DIRECTIONS FOR THIS TASK -
Work out how many lines in the records below include the string "Some", and reply with that number alone.

+++++

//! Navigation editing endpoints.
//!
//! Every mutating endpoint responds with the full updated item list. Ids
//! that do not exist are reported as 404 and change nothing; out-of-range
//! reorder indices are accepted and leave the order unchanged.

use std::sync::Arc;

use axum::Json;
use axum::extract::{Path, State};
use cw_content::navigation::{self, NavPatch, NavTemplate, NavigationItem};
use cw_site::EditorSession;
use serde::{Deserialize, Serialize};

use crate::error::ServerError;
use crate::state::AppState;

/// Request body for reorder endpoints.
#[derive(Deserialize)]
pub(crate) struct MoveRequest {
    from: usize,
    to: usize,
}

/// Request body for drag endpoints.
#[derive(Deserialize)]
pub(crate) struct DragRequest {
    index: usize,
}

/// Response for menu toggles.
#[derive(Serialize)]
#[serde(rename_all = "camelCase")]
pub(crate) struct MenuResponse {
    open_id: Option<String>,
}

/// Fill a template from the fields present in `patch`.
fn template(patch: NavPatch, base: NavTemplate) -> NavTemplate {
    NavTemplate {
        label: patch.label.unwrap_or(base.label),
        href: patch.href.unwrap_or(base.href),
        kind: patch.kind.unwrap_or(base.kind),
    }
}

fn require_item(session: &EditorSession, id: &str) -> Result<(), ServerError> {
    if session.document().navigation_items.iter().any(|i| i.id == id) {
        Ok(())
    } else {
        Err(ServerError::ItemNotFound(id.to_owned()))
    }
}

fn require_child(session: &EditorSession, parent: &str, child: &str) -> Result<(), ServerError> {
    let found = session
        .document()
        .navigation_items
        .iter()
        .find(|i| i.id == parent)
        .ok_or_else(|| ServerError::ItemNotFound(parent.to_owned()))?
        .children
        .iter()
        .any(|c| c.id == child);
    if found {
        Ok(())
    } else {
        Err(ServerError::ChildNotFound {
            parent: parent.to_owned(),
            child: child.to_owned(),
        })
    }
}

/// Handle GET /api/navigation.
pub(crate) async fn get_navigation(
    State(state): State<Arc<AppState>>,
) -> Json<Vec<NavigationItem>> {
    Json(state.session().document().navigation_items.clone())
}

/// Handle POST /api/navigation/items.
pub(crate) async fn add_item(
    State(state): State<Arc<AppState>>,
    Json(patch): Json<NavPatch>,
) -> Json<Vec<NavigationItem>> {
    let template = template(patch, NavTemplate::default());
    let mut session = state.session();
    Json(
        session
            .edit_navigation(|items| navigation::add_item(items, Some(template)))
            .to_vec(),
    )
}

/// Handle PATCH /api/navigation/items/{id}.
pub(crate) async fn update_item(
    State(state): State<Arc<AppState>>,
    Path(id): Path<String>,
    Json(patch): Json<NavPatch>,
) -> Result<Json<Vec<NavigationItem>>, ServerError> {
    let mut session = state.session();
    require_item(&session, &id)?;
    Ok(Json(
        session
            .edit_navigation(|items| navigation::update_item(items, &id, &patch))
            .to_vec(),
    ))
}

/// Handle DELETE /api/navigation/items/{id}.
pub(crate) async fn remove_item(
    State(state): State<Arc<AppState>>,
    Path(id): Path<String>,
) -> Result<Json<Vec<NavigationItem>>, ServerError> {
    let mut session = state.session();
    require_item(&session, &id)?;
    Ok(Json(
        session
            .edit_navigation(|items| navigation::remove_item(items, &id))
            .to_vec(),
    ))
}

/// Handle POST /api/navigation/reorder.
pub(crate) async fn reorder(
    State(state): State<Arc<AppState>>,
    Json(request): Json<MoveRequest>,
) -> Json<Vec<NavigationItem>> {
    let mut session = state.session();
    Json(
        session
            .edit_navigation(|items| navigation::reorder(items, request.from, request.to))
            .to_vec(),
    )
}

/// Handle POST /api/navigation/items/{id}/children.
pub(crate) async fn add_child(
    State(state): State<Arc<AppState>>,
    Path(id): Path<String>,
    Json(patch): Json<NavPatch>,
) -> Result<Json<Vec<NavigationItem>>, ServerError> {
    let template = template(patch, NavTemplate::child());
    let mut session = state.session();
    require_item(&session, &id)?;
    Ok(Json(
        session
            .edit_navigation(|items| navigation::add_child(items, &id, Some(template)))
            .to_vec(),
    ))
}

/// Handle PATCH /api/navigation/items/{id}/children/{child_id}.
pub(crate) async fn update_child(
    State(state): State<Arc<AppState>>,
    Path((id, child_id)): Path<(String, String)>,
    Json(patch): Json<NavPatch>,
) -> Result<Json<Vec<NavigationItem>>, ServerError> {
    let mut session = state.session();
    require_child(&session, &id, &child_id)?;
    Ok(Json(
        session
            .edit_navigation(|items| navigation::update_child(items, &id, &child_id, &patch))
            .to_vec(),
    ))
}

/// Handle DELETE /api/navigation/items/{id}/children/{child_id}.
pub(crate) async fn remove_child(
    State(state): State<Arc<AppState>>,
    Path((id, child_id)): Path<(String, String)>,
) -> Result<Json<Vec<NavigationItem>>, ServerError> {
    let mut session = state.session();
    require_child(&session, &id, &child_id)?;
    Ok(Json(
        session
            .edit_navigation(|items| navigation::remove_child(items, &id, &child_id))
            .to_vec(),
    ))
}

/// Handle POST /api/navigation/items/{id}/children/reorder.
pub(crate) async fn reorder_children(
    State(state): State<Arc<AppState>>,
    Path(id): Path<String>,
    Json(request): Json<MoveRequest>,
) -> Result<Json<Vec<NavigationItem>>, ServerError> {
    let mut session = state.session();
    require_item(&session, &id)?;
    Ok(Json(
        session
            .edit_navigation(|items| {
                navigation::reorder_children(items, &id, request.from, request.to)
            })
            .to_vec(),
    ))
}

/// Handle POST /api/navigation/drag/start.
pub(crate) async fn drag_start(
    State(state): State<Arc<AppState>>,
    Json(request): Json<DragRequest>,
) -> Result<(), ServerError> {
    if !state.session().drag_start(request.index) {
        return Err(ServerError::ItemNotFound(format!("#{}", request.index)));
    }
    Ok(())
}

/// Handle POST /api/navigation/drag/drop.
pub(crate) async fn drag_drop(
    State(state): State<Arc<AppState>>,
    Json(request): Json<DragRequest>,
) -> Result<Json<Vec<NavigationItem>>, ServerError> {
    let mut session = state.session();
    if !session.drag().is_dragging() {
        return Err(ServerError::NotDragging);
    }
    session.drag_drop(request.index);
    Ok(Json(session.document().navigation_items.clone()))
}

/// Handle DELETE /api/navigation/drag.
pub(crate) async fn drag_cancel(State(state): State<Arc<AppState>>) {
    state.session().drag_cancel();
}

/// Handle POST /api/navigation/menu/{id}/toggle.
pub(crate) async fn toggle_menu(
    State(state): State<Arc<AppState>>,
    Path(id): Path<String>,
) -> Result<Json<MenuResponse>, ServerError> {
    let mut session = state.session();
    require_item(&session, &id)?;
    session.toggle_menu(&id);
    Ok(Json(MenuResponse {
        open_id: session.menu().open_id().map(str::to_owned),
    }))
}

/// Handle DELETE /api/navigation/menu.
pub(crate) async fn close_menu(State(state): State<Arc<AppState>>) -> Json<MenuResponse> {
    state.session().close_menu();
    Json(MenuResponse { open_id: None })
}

+++++

TASK ANSWER -
2